As a kid growing up in south Louisiana our little town celebrated a smoked pork sausage with a three-day fair, the Andouille Festival. We would grill it, fry it, put it on a stick, toss it into jambalaya and gumbo and even award a local beauty with the title of Miss Andouille Festival. Small towns across the country have done likewise for many generations, but we praised a product, not the cook. Our small-town festivals have morphed into sumptuous, silken celebrations with chefs, not sausage, as headliners. As our own Euphoria Food & Wine Festival approaches I reached out to Edward Lee, chef owner of 610 Magnolia in Louisville, Ky., and guest chef of Euphoria. Surely Edward had youthful foie gras fantasies that inspired his rise to chef stardom, correct? His sublime cooking has earned him celebrity chef accolades from every angle of the food press.
"I never dreamed of being a chef. Never. I grew up in Brooklyn and was going to get my degree in English, work in publishing, maybe become a literary agent, but my parents had another idea. To this day I'm not sure what possessed them but right before I started college they took their life savings and bought a diner, the Big Apple Diner, and within a year they had almost run it into the ground. So I dropped out of college and came home to help them and in no time I was this world-class hash slinger. I could memorize this long string of orders and really bang the food out yet I hated every minute of it. But it was sink or swim for my folks, so I swam and helped them turn the place around."
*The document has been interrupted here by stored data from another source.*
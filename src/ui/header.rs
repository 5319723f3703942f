use iced::widget::{button, horizontal_space, row, text};
use iced::{Alignment, Element};

use super::chip;
use crate::{Message, Page};

/// Top navigation bar
pub fn view<'a>(current: Page) -> Element<'a, Message> {
    let nav = |label: &'a str, page: Page| {
        button(text(label))
            .padding([8, 16])
            .style(chip(current == page))
            .on_press(Message::Navigate(page))
    };

    row![
        text("Artisan Market").size(28),
        horizontal_space(),
        nav("Artworks", Page::Catalog),
        nav("Profile", Page::Profile),
        nav("Create", Page::Create),
    ]
    .spacing(12)
    .padding(20)
    .align_y(Alignment::Center)
    .into()
}
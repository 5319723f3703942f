/// Shared data structures for the application state
///
/// These structs represent the catalog model that flows between
/// the library and the UI layer.
use std::fmt;
use std::str::FromStr;

use thiserror::Error;

/// Classification tag carried by every listing
#[derive(Debug, Clone, Copy, PartialEq, Eq, Hash)]
pub enum Category {
    Pottery,
    Textiles,
    Woodwork,
    Jewelry,
    Paintings,
    Sculptures,
    Metalwork,
    Ceramics,
}

impl Category {
    /// Every category, in the order the category chips are shown
    pub const ALL: [Category; 8] = [
        Category::Pottery,
        Category::Textiles,
        Category::Woodwork,
        Category::Jewelry,
        Category::Paintings,
        Category::Sculptures,
        Category::Metalwork,
        Category::Ceramics,
    ];

    pub fn name(self) -> &'static str {
        match self {
            Category::Pottery => "Pottery",
            Category::Textiles => "Textiles",
            Category::Woodwork => "Woodwork",
            Category::Jewelry => "Jewelry",
            Category::Paintings => "Paintings",
            Category::Sculptures => "Sculptures",
            Category::Metalwork => "Metalwork",
            Category::Ceramics => "Ceramics",
        }
    }
}

impl fmt::Display for Category {
    fn fmt(&self, f: &mut fmt::Formatter<'_>) -> fmt::Result {
        f.write_str(self.name())
    }
}

#[derive(Debug, Clone, PartialEq, Eq, Error)]
#[error("unknown category: {0}")]
pub struct UnknownCategory(pub String);

impl FromStr for Category {
    type Err = UnknownCategory;

    fn from_str(s: &str) -> Result<Self, Self::Err> {
        Category::ALL
            .into_iter()
            .find(|category| category.name() == s)
            .ok_or_else(|| UnknownCategory(s.to_string()))
    }
}

/// Represents a single marketplace item
#[derive(Debug, Clone, PartialEq)]
pub struct Listing {
    /// Unique identifier (e.g., "1")
    pub id: String,
    /// Display name of the piece
    pub title: String,
    /// Creator display name
    pub artist: String,
    pub category: Category,
    /// Price in dollars, never negative
    pub price: f64,
    /// URI of the product photo
    pub image: String,
    pub description: String,
    /// Seeded like counter
    pub likes: u32,
}

impl Listing {
    #[allow(clippy::too_many_arguments)]
    fn seed(
        id: &str,
        title: &str,
        artist: &str,
        category: Category,
        price: f64,
        image: &str,
        description: &str,
        likes: u32,
    ) -> Self {
        Self {
            id: id.to_string(),
            title: title.to_string(),
            artist: artist.to_string(),
            category,
            price,
            image: image.to_string(),
            description: description.to_string(),
            likes,
        }
    }
}

const TAPESTRY_IMAGE: &str =
    "https://images.pexels.com/photos/6195125/pexels-photo-6195125.jpeg?auto=compress&cs=tinysrgb&w=500";
const STUDIO_IMAGE: &str =
    "https://images.pexels.com/photos/1047540/pexels-photo-1047540.jpeg?auto=compress&cs=tinysrgb&w=500";
const JEWELRY_IMAGE: &str =
    "https://images.pexels.com/photos/1454171/pexels-photo-1454171.jpeg?auto=compress&cs=tinysrgb&w=500";
const PAINTING_IMAGE: &str =
    "https://images.pexels.com/photos/1266808/pexels-photo-1266808.jpeg?auto=compress&cs=tinysrgb&w=500";

/// The hardcoded catalog, newest first
pub fn seed_listings() -> Vec<Listing> {
    vec![
        Listing::seed(
            "1",
            "Handwoven Silk Tapestry",
            "Maya Patel",
            Category::Textiles,
            450.0,
            TAPESTRY_IMAGE,
            "Beautiful traditional silk tapestry with intricate patterns passed down through generations.",
            24,
        ),
        Listing::seed(
            "2",
            "Ceramic Vase Collection",
            "Roberto Silva",
            Category::Ceramics,
            180.0,
            STUDIO_IMAGE,
            "Set of three handcrafted ceramic vases with traditional glazing techniques.",
            18,
        ),
        Listing::seed(
            "3",
            "Carved Wooden Sculpture",
            "Kenji Tanaka",
            Category::Woodwork,
            320.0,
            STUDIO_IMAGE,
            "Intricate wooden sculpture carved from sustainable bamboo using traditional Japanese techniques.",
            31,
        ),
        Listing::seed(
            "4",
            "Silver Filigree Jewelry",
            "Elena Rodriguez",
            Category::Jewelry,
            275.0,
            JEWELRY_IMAGE,
            "Delicate silver filigree jewelry set featuring traditional Portuguese craftsmanship.",
            42,
        ),
        Listing::seed(
            "5",
            "Abstract Oil Painting",
            "Amara Johnson",
            Category::Paintings,
            680.0,
            PAINTING_IMAGE,
            "Vibrant abstract oil painting inspired by African traditional art forms.",
            37,
        ),
        Listing::seed(
            "6",
            "Handmade Pottery Bowl",
            "Sarah Mitchell",
            Category::Pottery,
            95.0,
            STUDIO_IMAGE,
            "Beautiful handmade pottery bowl with natural earth tones and organic shapes.",
            15,
        ),
    ]
}

#[cfg(test)]
mod tests {
    use super::*;

    #[test]
    fn test_category_parse() {
        assert_eq!("Jewelry".parse::<Category>(), Ok(Category::Jewelry));
        assert_eq!(
            "Glasswork".parse::<Category>(),
            Err(UnknownCategory("Glasswork".to_string()))
        );
        // Names are matched exactly
        assert!("pottery".parse::<Category>().is_err());
    }

    #[test]
    fn test_seed_ids_unique() {
        let listings = seed_listings();
        assert_eq!(listings.len(), 6);

        let mut ids: Vec<&str> = listings.iter().map(|l| l.id.as_str()).collect();
        ids.sort();
        ids.dedup();
        assert_eq!(ids.len(), 6);
        assert!(listings.iter().all(|l| l.price >= 0.0));
    }
}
Baptism by fire. That's how a lot of us got started, thrown into the crucible of the kitchen by the scruff of the neck with hardly a life vest in sight; busboys and dishwashers in the wrong place at the wrong time. The garde manger doesn't show so the chef grabs the nearest person and offers him a battlefield promotion. "Congratulations, you're now a cook, our house salad starts with--"
And now an adoring public lavishes praise and adoration on chefs with unbridled enthusiasm that shows no sign of abating.
"I went back to school and earned my Literature degree, graduated and ended up in publishing but after a few years it just wasn't working out. So I went back to cooking and landed with Frank Crispo and he changed everything I thought I knew about food and the restaurant business and he encouraged me to go see what was outside of New York City. So I started taking small road trips and saw this incredible backyard of America beyond New York that I had been missing. It was really eye-opening. And when I visited Louisville during Derby week, I fell in love with this town. A year later I was asked to consider the job at 610 and the timing was perfect so I moved to Kentucky."
And now this former hash-slinger from Brooklyn has reached a level of celebrity in the food world he never thought possible. Chef Lee's been recognized by the James Beard Society with a best chef southeast nomination and received notoriety through appearances on Iron Chef and Top Chef. While at Euphoria, Chef Lee will cook alongside his host and Louisville native Jason Scholz at Chef Scholz's Stella's Southern Bistro and will also welcome Chef Paul Fehribach of Big Jones in Chicago. Chef Lee laughs as he ponders his visit to Euphoria and his growing, glossy status in the food world and what led him to his career change: "I really needed a change because honestly, I had been fired from every publishing gig I ever had."